Action item →
In the records below, how many lines hold the word "CognitoHttpClient"? Give only the number.

Source material →

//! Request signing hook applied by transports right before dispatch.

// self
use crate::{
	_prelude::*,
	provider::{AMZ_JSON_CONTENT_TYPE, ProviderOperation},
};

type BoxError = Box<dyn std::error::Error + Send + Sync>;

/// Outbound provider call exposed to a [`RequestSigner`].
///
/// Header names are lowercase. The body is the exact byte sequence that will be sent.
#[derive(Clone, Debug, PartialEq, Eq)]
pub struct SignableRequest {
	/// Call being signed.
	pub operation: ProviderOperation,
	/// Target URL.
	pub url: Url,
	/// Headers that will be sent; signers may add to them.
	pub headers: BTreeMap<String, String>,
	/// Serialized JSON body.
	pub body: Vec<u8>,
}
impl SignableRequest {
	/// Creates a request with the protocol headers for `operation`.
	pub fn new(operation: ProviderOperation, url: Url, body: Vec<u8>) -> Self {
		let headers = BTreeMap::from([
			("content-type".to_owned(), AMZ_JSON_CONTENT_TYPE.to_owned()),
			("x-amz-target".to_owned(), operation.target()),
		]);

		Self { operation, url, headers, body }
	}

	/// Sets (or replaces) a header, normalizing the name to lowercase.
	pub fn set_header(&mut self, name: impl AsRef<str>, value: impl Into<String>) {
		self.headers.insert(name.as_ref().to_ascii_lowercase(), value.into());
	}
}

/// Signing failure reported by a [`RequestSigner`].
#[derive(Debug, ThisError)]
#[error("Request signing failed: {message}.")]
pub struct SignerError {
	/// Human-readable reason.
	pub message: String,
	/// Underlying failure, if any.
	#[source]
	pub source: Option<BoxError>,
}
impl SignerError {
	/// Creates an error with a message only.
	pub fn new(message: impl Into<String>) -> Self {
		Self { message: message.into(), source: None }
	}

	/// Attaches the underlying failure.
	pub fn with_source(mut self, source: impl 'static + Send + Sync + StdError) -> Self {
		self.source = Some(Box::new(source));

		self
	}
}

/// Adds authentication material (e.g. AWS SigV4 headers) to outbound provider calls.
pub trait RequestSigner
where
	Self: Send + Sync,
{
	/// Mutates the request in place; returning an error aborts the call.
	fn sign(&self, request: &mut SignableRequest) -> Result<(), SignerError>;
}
--
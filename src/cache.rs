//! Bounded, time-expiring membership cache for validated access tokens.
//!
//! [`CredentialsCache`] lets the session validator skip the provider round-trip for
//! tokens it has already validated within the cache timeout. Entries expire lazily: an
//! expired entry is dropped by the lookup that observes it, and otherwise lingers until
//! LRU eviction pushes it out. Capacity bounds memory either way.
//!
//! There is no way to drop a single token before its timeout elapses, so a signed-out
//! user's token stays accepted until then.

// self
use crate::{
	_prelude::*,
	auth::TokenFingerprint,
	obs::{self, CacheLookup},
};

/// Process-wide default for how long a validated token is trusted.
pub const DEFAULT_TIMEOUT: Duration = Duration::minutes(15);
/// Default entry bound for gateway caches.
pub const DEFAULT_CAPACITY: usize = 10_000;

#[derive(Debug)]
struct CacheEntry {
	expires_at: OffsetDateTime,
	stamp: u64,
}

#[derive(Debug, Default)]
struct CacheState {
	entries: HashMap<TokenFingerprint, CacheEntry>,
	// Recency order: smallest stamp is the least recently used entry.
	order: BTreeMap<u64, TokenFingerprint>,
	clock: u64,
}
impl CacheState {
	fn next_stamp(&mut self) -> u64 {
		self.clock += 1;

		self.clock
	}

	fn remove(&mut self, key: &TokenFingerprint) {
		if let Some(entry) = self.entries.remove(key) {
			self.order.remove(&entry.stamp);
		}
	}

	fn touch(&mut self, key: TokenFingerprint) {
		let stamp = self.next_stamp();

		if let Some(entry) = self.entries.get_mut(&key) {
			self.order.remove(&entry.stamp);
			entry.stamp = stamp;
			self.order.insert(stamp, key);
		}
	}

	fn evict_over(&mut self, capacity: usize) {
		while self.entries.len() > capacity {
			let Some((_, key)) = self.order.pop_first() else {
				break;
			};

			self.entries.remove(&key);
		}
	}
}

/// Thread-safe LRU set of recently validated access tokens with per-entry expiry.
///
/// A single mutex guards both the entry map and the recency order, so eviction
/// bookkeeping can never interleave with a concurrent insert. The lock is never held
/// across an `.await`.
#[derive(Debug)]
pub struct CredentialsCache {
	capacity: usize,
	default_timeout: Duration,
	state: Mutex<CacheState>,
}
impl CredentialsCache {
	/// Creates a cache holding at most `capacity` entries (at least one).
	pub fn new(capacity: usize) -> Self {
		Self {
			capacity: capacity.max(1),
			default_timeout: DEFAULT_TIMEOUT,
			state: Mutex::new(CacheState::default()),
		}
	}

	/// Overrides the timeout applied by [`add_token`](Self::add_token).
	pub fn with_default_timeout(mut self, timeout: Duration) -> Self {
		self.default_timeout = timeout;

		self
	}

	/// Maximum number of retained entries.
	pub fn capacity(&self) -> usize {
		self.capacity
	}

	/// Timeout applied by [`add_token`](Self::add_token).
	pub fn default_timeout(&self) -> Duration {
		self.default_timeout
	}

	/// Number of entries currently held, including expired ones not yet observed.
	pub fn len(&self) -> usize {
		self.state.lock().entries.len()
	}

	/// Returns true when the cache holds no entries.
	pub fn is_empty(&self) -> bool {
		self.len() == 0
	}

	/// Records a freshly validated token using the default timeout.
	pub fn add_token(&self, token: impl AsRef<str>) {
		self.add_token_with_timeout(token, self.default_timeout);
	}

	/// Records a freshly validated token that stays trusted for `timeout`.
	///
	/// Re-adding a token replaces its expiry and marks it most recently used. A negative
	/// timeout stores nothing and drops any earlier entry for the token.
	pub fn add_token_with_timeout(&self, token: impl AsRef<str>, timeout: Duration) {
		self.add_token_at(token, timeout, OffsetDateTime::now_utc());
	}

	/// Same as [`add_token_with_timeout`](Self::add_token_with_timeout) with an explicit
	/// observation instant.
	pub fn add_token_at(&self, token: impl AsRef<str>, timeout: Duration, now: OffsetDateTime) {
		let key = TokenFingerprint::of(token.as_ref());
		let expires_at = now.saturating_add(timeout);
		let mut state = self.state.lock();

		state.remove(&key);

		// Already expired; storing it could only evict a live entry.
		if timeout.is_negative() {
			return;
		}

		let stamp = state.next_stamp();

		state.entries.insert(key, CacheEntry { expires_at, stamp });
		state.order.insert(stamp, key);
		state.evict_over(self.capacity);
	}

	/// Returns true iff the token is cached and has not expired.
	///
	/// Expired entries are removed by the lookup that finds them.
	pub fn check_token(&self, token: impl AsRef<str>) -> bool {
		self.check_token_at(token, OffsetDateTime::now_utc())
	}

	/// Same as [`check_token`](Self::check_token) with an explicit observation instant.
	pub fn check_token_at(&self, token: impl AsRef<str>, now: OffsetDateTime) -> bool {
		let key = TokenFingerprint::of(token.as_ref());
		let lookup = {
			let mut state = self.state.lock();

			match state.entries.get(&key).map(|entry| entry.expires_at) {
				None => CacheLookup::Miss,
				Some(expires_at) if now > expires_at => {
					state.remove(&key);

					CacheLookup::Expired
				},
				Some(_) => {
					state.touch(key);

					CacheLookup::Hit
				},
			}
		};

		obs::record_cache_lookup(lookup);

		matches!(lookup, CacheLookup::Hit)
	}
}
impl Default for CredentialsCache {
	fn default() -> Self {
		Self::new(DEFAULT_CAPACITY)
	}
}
...
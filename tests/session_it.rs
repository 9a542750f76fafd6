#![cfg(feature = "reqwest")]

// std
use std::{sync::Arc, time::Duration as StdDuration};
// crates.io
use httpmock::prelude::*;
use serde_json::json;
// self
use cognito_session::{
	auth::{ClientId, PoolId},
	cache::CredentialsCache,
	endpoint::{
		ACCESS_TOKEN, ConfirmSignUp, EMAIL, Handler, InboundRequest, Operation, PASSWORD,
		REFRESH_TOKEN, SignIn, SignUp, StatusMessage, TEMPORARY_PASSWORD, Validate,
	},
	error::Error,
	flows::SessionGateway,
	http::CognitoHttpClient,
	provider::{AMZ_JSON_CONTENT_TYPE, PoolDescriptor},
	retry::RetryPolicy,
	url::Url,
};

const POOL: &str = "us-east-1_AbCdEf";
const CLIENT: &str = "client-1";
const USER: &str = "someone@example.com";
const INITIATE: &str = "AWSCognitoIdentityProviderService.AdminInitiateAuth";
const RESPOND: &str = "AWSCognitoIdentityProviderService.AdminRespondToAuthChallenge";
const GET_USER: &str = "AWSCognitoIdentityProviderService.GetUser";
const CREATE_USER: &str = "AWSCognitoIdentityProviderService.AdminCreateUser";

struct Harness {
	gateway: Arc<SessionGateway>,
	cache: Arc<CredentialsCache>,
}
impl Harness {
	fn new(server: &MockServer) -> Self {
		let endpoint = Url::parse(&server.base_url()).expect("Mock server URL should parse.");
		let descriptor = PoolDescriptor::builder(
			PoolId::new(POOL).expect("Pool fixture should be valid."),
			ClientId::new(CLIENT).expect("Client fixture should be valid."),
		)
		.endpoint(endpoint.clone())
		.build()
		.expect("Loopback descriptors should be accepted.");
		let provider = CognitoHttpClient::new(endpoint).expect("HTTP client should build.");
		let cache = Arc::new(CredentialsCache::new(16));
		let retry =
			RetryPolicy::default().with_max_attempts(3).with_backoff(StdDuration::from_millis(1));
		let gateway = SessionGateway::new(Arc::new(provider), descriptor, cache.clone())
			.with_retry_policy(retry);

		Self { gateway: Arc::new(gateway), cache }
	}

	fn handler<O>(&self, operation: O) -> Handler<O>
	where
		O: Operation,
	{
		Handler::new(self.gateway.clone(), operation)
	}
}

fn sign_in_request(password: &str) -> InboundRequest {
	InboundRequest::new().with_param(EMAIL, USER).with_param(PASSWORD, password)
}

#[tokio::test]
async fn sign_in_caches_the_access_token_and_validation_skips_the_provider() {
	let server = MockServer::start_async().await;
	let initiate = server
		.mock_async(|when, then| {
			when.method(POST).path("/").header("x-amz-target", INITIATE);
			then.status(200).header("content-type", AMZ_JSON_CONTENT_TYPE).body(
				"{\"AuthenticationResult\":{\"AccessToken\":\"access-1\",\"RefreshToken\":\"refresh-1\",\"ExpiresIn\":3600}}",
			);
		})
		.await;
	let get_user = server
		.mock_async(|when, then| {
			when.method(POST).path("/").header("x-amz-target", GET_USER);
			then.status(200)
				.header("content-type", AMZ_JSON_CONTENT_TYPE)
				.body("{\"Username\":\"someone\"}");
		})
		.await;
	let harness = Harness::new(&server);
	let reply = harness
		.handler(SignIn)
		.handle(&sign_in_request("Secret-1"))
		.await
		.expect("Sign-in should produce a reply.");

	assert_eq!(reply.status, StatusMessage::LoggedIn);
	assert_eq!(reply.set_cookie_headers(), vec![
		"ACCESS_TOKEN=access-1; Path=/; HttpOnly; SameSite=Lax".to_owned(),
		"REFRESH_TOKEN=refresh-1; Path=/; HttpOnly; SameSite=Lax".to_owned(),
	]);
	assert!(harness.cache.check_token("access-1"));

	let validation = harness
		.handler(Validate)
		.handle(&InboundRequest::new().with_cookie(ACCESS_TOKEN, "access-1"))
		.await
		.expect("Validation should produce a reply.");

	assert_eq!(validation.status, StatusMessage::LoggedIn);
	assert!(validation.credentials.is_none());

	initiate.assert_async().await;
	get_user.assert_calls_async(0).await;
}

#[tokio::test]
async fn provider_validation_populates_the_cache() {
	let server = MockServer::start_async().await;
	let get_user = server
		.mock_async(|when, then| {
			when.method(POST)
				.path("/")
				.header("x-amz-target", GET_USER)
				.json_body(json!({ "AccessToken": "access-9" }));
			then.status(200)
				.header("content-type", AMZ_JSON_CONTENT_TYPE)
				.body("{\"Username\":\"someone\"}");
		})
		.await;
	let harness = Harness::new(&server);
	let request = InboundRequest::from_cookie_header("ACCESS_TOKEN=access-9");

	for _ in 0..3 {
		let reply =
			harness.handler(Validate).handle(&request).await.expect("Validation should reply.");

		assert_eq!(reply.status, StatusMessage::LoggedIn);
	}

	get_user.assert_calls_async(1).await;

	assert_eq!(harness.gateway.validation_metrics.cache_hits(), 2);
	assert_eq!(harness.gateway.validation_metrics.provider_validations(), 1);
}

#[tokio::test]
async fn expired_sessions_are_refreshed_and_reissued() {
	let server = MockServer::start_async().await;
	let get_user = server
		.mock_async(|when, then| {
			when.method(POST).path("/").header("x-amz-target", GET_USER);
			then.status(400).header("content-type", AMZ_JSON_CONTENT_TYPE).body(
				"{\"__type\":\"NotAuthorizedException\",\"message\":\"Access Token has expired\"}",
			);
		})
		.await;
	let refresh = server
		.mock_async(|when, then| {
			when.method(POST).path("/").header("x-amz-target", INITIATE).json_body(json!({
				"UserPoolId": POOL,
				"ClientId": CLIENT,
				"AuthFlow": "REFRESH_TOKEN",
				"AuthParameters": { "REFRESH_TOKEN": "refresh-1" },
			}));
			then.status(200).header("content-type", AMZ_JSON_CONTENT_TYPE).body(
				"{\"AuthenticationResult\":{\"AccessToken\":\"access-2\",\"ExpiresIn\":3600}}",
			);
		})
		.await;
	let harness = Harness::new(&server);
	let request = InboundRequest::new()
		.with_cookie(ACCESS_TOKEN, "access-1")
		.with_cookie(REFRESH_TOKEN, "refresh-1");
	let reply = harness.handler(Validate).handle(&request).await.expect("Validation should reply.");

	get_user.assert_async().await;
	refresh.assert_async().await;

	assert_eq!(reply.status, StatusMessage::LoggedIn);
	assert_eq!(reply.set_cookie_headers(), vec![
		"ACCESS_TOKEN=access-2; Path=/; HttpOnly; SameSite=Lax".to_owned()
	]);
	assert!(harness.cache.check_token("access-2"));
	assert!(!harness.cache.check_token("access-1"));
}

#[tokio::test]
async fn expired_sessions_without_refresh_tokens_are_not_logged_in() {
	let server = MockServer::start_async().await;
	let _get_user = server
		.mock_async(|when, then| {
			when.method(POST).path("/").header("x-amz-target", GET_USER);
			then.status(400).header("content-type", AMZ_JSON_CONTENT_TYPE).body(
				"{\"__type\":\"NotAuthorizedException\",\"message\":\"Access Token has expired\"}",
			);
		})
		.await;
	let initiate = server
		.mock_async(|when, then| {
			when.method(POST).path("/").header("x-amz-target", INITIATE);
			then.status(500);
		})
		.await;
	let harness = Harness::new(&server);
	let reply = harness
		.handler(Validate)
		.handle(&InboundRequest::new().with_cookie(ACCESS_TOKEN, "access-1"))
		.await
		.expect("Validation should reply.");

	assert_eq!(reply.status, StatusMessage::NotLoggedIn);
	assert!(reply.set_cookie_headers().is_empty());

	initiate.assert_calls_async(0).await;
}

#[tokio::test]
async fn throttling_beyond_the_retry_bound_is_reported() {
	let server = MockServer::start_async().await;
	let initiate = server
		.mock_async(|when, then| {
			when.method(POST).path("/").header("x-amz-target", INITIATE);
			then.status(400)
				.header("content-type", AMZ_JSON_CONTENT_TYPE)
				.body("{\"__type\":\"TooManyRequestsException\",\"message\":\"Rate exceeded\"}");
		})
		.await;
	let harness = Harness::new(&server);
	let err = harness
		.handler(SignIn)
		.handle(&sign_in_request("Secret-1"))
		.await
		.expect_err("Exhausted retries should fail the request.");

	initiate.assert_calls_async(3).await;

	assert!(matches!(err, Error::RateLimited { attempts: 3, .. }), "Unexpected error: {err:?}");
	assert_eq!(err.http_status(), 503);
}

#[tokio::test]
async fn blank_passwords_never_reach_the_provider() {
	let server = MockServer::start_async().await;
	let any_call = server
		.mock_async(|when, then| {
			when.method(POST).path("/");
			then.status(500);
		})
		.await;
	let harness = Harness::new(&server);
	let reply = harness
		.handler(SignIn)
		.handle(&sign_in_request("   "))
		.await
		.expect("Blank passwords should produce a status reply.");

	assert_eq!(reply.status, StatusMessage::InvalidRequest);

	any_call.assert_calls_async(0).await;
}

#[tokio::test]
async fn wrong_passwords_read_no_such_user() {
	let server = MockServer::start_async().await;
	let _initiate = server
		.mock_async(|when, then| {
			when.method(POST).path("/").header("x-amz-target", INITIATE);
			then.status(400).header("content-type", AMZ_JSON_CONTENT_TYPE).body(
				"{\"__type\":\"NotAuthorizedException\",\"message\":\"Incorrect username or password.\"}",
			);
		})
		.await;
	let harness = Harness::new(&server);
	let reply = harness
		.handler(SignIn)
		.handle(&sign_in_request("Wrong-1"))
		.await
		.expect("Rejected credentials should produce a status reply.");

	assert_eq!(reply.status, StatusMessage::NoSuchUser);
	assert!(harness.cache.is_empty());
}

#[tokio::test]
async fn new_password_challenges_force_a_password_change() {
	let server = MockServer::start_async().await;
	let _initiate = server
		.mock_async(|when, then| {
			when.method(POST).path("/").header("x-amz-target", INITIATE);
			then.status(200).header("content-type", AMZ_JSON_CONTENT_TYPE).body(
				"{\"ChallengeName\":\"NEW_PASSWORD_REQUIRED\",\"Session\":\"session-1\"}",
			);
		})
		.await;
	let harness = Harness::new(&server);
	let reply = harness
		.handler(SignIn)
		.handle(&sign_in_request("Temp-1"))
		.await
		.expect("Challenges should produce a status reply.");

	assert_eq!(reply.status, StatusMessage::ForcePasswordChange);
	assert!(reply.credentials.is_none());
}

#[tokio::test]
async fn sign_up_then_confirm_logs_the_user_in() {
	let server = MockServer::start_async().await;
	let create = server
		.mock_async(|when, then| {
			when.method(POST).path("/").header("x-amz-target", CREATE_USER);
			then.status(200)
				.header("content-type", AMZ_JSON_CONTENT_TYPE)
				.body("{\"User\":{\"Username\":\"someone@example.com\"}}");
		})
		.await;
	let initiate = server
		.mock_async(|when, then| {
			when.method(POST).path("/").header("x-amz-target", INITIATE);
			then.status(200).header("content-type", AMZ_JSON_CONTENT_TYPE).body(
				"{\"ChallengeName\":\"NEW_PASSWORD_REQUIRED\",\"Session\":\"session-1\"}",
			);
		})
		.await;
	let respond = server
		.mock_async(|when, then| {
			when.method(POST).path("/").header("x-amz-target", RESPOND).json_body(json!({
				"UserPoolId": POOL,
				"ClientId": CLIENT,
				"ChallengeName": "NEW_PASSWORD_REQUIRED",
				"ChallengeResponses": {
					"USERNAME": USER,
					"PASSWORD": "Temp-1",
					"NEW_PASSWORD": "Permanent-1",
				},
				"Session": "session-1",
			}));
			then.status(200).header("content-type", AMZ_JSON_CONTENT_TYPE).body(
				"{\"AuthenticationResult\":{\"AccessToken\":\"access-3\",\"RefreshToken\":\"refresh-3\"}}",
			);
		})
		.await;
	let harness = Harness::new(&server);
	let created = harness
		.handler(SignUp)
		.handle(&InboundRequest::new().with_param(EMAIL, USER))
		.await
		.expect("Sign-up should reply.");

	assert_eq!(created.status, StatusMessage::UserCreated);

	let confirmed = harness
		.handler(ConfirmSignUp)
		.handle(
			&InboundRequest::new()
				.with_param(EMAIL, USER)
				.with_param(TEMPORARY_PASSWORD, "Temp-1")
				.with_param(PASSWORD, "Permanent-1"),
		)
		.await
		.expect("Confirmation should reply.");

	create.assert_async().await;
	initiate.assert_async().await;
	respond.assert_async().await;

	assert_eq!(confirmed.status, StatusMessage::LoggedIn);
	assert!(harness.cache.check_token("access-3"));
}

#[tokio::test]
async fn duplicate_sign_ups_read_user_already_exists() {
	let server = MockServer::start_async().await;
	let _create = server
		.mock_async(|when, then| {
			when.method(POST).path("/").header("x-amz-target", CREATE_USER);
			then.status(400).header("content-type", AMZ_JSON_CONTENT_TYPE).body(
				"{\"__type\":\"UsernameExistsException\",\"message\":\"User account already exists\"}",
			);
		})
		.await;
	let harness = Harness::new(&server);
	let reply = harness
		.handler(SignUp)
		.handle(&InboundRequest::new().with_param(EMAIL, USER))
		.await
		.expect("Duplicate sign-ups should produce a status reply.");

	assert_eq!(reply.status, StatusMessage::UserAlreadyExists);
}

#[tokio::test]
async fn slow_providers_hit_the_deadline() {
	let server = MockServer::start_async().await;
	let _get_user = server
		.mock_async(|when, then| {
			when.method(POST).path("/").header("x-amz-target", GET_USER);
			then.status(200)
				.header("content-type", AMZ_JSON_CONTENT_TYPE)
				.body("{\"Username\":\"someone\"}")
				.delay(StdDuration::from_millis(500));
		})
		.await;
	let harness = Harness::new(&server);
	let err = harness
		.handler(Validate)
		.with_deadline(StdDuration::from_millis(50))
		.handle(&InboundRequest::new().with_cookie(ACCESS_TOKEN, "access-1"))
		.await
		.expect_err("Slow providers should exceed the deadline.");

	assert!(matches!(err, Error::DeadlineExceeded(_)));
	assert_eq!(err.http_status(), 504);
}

Written solution →
2